_ABOUT THIS EXERCISE:_ Using the records below, filter out every line that lacks "Star" and copy the rest.

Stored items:
==============================

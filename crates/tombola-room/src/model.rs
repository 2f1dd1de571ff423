//! Room state model: construction, limits, and normalization.

use std::fmt;

use serde::{Deserialize, Serialize};

use crate::repr::RoomStateRepr;

// ---------------------------------------------------------------------------
// Limits and defaults
// ---------------------------------------------------------------------------

/// Smallest board a room can have.
pub const MIN_CELLS: u32 = 1;
/// Largest board a room can have.
pub const MAX_CELLS: u32 = 500;
/// Board size for rooms created implicitly.
pub const DEFAULT_CELLS: u32 = 20;

/// Smallest fill threshold per cell.
pub const MIN_SHAPES: u32 = 1;
/// Largest fill threshold per cell.
pub const MAX_SHAPES: u32 = 20;
/// Fill threshold for rooms created implicitly.
pub const DEFAULT_SHAPES: u32 = 2;

/// Suggested client draw interval for new rooms.
pub const DEFAULT_INTERVAL_MS: u64 = 5000;
/// Lower bound on the suggested draw interval.
pub const MIN_INTERVAL_MS: u64 = 1000;

/// Prize recorded for a winner once the prize list runs out.
pub const PRIZE_PLACEHOLDER: &str = "Prize";

// ---------------------------------------------------------------------------
// ShapeKind
// ---------------------------------------------------------------------------

/// Cosmetic shape drawn in each cell.
#[derive(Debug, Clone, Copy, PartialEq, Eq, Hash, Default, Serialize, Deserialize)]
#[serde(rename_all = "lowercase")]
pub enum ShapeKind {
    #[default]
    Star,
    Circle,
    Diamond,
}

impl ShapeKind {
    /// Parses a shape name. Matching is exact (`"star"`, not `"Star"`).
    pub fn parse(raw: &str) -> Option<Self> {
        match raw {
            "star" => Some(Self::Star),
            "circle" => Some(Self::Circle),
            "diamond" => Some(Self::Diamond),
            _ => None,
        }
    }

    /// Reads client input, falling back to [`ShapeKind::Star`] for
    /// anything unrecognized.
    pub fn from_input(raw: Option<&str>) -> Self {
        raw.and_then(Self::parse).unwrap_or_default()
    }

    pub fn as_str(self) -> &'static str {
        match self {
            Self::Star => "star",
            Self::Circle => "circle",
            Self::Diamond => "diamond",
        }
    }
}

impl fmt::Display for ShapeKind {
    fn fmt(&self, f: &mut fmt::Formatter<'_>) -> fmt::Result {
        f.write_str(self.as_str())
    }
}

// ---------------------------------------------------------------------------
// Winner
// ---------------------------------------------------------------------------

/// A cell that reached the fill threshold, with the prize it was paired to.
#[derive(Debug, Clone, PartialEq, Eq, Serialize, Deserialize)]
pub struct Winner {
    #[serde(default)]
    pub name: String,
    #[serde(default)]
    pub prize: String,
    /// `0` when absent from a stored document; such winners are dropped
    /// by [`RoomState::normalize`].
    #[serde(default)]
    pub number: u32,
}

// ---------------------------------------------------------------------------
// RoomState
// ---------------------------------------------------------------------------

/// The full state of one room.
///
/// Invariants (restored by [`RoomState::normalize`], preserved by every
/// transition in [`crate::engine`]):
///
/// - `names.len() == filled_counts.len() == num_cells`
/// - every `filled_counts[i] <= num_shapes`
/// - `n` is in `available_numbers` iff `filled_counts[n - 1] < num_shapes`
/// - winner numbers are unique and never in `available_numbers`
///
/// On the wire the shape is written under both `shapeType` and the
/// legacy `shape`.
#[derive(Debug, Clone, PartialEq, Eq, Serialize, Deserialize)]
#[serde(into = "RoomStateRepr", from = "RoomStateRepr")]
pub struct RoomState {
    /// Advisory auto-advance toggle. Draws are never gated on it.
    pub running: bool,
    pub num_cells: u32,
    /// Draws needed before a cell is won.
    pub num_shapes: u32,
    pub shape_kind: ShapeKind,
    pub interval_ms: u64,
    /// Numbers still eligible to be drawn.
    pub available_numbers: Vec<u32>,
    pub names: Vec<String>,
    pub filled_counts: Vec<u32>,
    pub prizes: Vec<String>,
    pub winners: Vec<Winner>,
}

impl RoomState {
    /// Creates a fresh room.
    ///
    /// Dimensions are clamped to [`MIN_CELLS`]..=[`MAX_CELLS`] and
    /// [`MIN_SHAPES`]..=[`MAX_SHAPES`]. They are taken as `i64` so callers
    /// can pass raw client input straight through.
    pub fn create(num_cells: i64, num_shapes: i64, shape_kind: ShapeKind) -> Self {
        let num_cells = clamp_to(num_cells, MIN_CELLS, MAX_CELLS);
        let num_shapes = clamp_to(num_shapes, MIN_SHAPES, MAX_SHAPES);

        Self {
            running: false,
            num_cells,
            num_shapes,
            shape_kind,
            interval_ms: DEFAULT_INTERVAL_MS,
            available_numbers: (1..=num_cells).collect(),
            names: (1..=num_cells).map(default_name).collect(),
            filled_counts: vec![0; num_cells as usize],
            prizes: Vec::new(),
            winners: Vec::new(),
        }
    }

    /// Repairs a state read from storage so every invariant holds.
    ///
    /// A state produced by this crate comes back unchanged. Documents
    /// written by older clients may have short `names`, stale pool
    /// entries, or out-of-range dimensions; those are fixed here.
    /// Idempotent.
    pub fn normalize(mut self) -> Self {
        self.num_cells = clamp_to(i64::from(self.num_cells), MIN_CELLS, MAX_CELLS);
        self.num_shapes = clamp_to(i64::from(self.num_shapes), MIN_SHAPES, MAX_SHAPES);
        self.interval_ms = self.interval_ms.max(MIN_INTERVAL_MS);

        let cells = self.num_cells as usize;
        let threshold = self.num_shapes;

        self.names.truncate(cells);
        while self.names.len() < cells {
            self.names.push(default_name(self.names.len() as u32 + 1));
        }

        self.filled_counts.resize(cells, 0);
        for count in &mut self.filled_counts {
            *count = (*count).min(threshold);
        }

        // Winners are authoritative: one per number, and their cells are
        // complete.
        let mut seen = vec![false; cells];
        self.winners.retain(|w| match w.number.checked_sub(1) {
            Some(i) if (i as usize) < cells && !seen[i as usize] => {
                seen[i as usize] = true;
                true
            }
            _ => false,
        });
        for winner in &self.winners {
            self.filled_counts[winner.number as usize - 1] = threshold;
        }

        // Keep the existing pool order, drop anything ineligible or
        // repeated, then append eligible numbers that went missing.
        let filled = &self.filled_counts;
        let eligible =
            |n: u32| (1..=cells as u32).contains(&n) && filled[n as usize - 1] < threshold;
        let mut pooled = vec![false; cells];
        self.available_numbers.retain(|&n| {
            if eligible(n) && !pooled[n as usize - 1] {
                pooled[n as usize - 1] = true;
                true
            } else {
                false
            }
        });
        for n in 1..=cells as u32 {
            if eligible(n) && !pooled[n as usize - 1] {
                self.available_numbers.push(n);
            }
        }

        self
    }

    /// Returns `true` once every cell has been won.
    pub fn is_exhausted(&self) -> bool {
        self.available_numbers.is_empty()
    }

    /// The prize the next winner will receive. A missing or empty prize
    /// slot yields [`PRIZE_PLACEHOLDER`].
    pub fn next_prize(&self) -> &str {
        self.prizes
            .get(self.winners.len())
            .map(String::as_str)
            .filter(|prize| !prize.is_empty())
            .unwrap_or(PRIZE_PLACEHOLDER)
    }

    /// Display name of the cell for `number`, falling back to `#<number>`
    /// when the name is missing or empty.
    pub fn name_of(&self, number: u32) -> String {
        number
            .checked_sub(1)
            .and_then(|i| self.names.get(i as usize))
            .filter(|name| !name.is_empty())
            .cloned()
            .unwrap_or_else(|| default_name(number))
    }
}

impl Default for RoomState {
    fn default() -> Self {
        Self::create(
            i64::from(DEFAULT_CELLS),
            i64::from(DEFAULT_SHAPES),
            ShapeKind::default(),
        )
    }
}

fn clamp_to(value: i64, min: u32, max: u32) -> u32 {
    value.clamp(i64::from(min), i64::from(max)) as u32
}

fn default_name(number: u32) -> String {
    format!("#{number}")
}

==============================

_ANSWER BOX:_
    Star,
    /// Parses a shape name. Matching is exact (`"star"`, not `"Star"`).
            "star" => Some(Self::Star),
    /// Reads client input, falling back to [`ShapeKind::Star`] for
            Self::Star => "star",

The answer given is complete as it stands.